You could lose customers every day without having a clue why. It’s a commonly known fact that retaining customers is far cheaper than acquiring new ones. All the more reason to keep on top of customer preference and give them what they want.
- Millennials and their mobiles – future proofing your business
Consumer trends seem to be in constant flux. Yet digital is the one element on which we increasingly rely and there is little chance of smart devices going out of fashion.
50% of customers already think it’s important to be able to solve product or service issues themselves using any device. 70% expect a company to offer a self-service option through their website and, according to a 2015 report by Microsoft, 94% of customers already prefer self-service digital insurance claims processing.

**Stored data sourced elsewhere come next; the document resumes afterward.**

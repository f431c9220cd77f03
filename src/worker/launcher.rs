//! Worker launchers: how the pool gets a fresh worker process.

use std::path::PathBuf;
use std::process::Stdio;

use async_trait::async_trait;
use futures::FutureExt;
use futures::future::BoxFuture;
use tokio::io::{AsyncRead, AsyncWrite};
use tokio::process::Command;
use tokio::sync::oneshot;
use tracing::info;

use crate::config::PoolConfig;
use crate::error::PoolError;
use crate::worker::state::WorkerId;

/// A launched worker: its pipes plus a way to observe and force its exit.
pub struct WorkerProcess {
    /// OS process id, when there is one.
    pub pid: Option<u32>,
    /// Manager → worker envelopes.
    pub stdin: Box<dyn AsyncWrite + Send + Unpin>,
    /// Worker → manager envelopes.
    pub stdout: Box<dyn AsyncRead + Send + Unpin>,
    /// Diagnostic output, forwarded to the log.
    pub stderr: Option<Box<dyn AsyncRead + Send + Unpin>>,
    /// Resolves with the exit code once the worker is gone.
    pub exit: BoxFuture<'static, Option<i32>>,
    /// Send (or drop) to force the worker down.
    pub kill: oneshot::Sender<()>,
}

/// Starts worker processes for the pool.
#[async_trait]
pub trait WorkerLauncher: Send + Sync {
    async fn launch(&self, worker_id: WorkerId) -> Result<WorkerProcess, PoolError>;
}

/// Launches the worker executable as a child process speaking the protocol
/// over stdin/stdout.
pub struct ProcessLauncher {
    program: PathBuf,
    args: Vec<String>,
    env: Vec<(String, String)>,
}

impl ProcessLauncher {
    pub fn new(program: impl Into<PathBuf>) -> Self {
        Self {
            program: program.into(),
            args: Vec::new(),
            env: Vec::new(),
        }
    }

    /// Launcher for the configured worker binary and engine.
    pub fn from_config(config: &PoolConfig) -> Self {
        Self {
            program: config.worker_program.clone(),
            args: config.worker_args.clone(),
            env: config.engine.to_env(),
        }
    }

    pub fn program(&self) -> &PathBuf {
        &self.program
    }
}

#[async_trait]
impl WorkerLauncher for ProcessLauncher {
    async fn launch(&self, worker_id: WorkerId) -> Result<WorkerProcess, PoolError> {
        let mut cmd = Command::new(&self.program);
        cmd.args(&self.args);
        cmd.envs(self.env.iter().map(|(k, v)| (k.as_str(), v.as_str())));
        cmd.stdin(Stdio::piped());
        cmd.stdout(Stdio::piped());
        cmd.stderr(Stdio::piped());
        cmd.kill_on_drop(true);

        let mut child = cmd.spawn().map_err(|e| PoolError::LaunchFailed {
            worker_id,
            reason: format!("{}: {}", self.program.display(), e),
        })?;
        let pid = child.id();

        let missing = |pipe: &str| PoolError::LaunchFailed {
            worker_id,
            reason: format!("{pipe} was not captured"),
        };
        let stdin = child.stdin.take().ok_or_else(|| missing("stdin"))?;
        let stdout = child.stdout.take().ok_or_else(|| missing("stdout"))?;
        let stderr = child.stderr.take();

        info!(worker_id, pid = ?pid, "Spawned worker process");

        let (kill_tx, kill_rx) = oneshot::channel::<()>();
        let exit = async move {
            tokio::select! {
                status = child.wait() => status.ok().and_then(|s| s.code()),
                _ = kill_rx => {
                    let _ = child.kill().await;
                    child.wait().await.ok().and_then(|s| s.code())
                }
            }
        }
        .boxed();

        Ok(WorkerProcess {
            pid,
            stdin: Box::new(stdin),
            stdout: Box::new(stdout),
            stderr: stderr.map(|s| Box::new(s) as Box<dyn AsyncRead + Send + Unpin>),
            exit,
            kill: kill_tx,
        })
    }
}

This two-year-old statistic is only going to rise. Millennials will soon be in charge. Defined as people reaching adulthood in the early 21st century, Millennials have grown up clutching an iPad. Hand-held devices taught them the alphabet, colours, numbers: all the basics older generations learned from books.
Give a child a book today and it will likely try to expand the page with a thumb and forefinger, as if it were a screen. These are the insurance customers of tomorrow and their first language is digital.
- Cost and fraud reduction
Digitizing the claims process reduces fraud by up to 40% and indemnity costs by up to 15%, according to our own research and customer feedback.
A recent PwC blog stated claims processing is a key area of focus for insurers wanting to deliver savings. Insurance claims cost the sector £37.4bn in 2015 alone. Over 130,000 cases were identified as attempted fraud, costing the industry almost £1.3bn.
The accuracy of digital claims processes acts as a deterrent for wannabe fraudsters, cutting off their avenues of opportunity. It also saves costs through automation, allowing insurers to redirect human resources.
There is no doubt that digital is here to stay and it’s much easier for insurers to adopt digital services for their customers than you might think.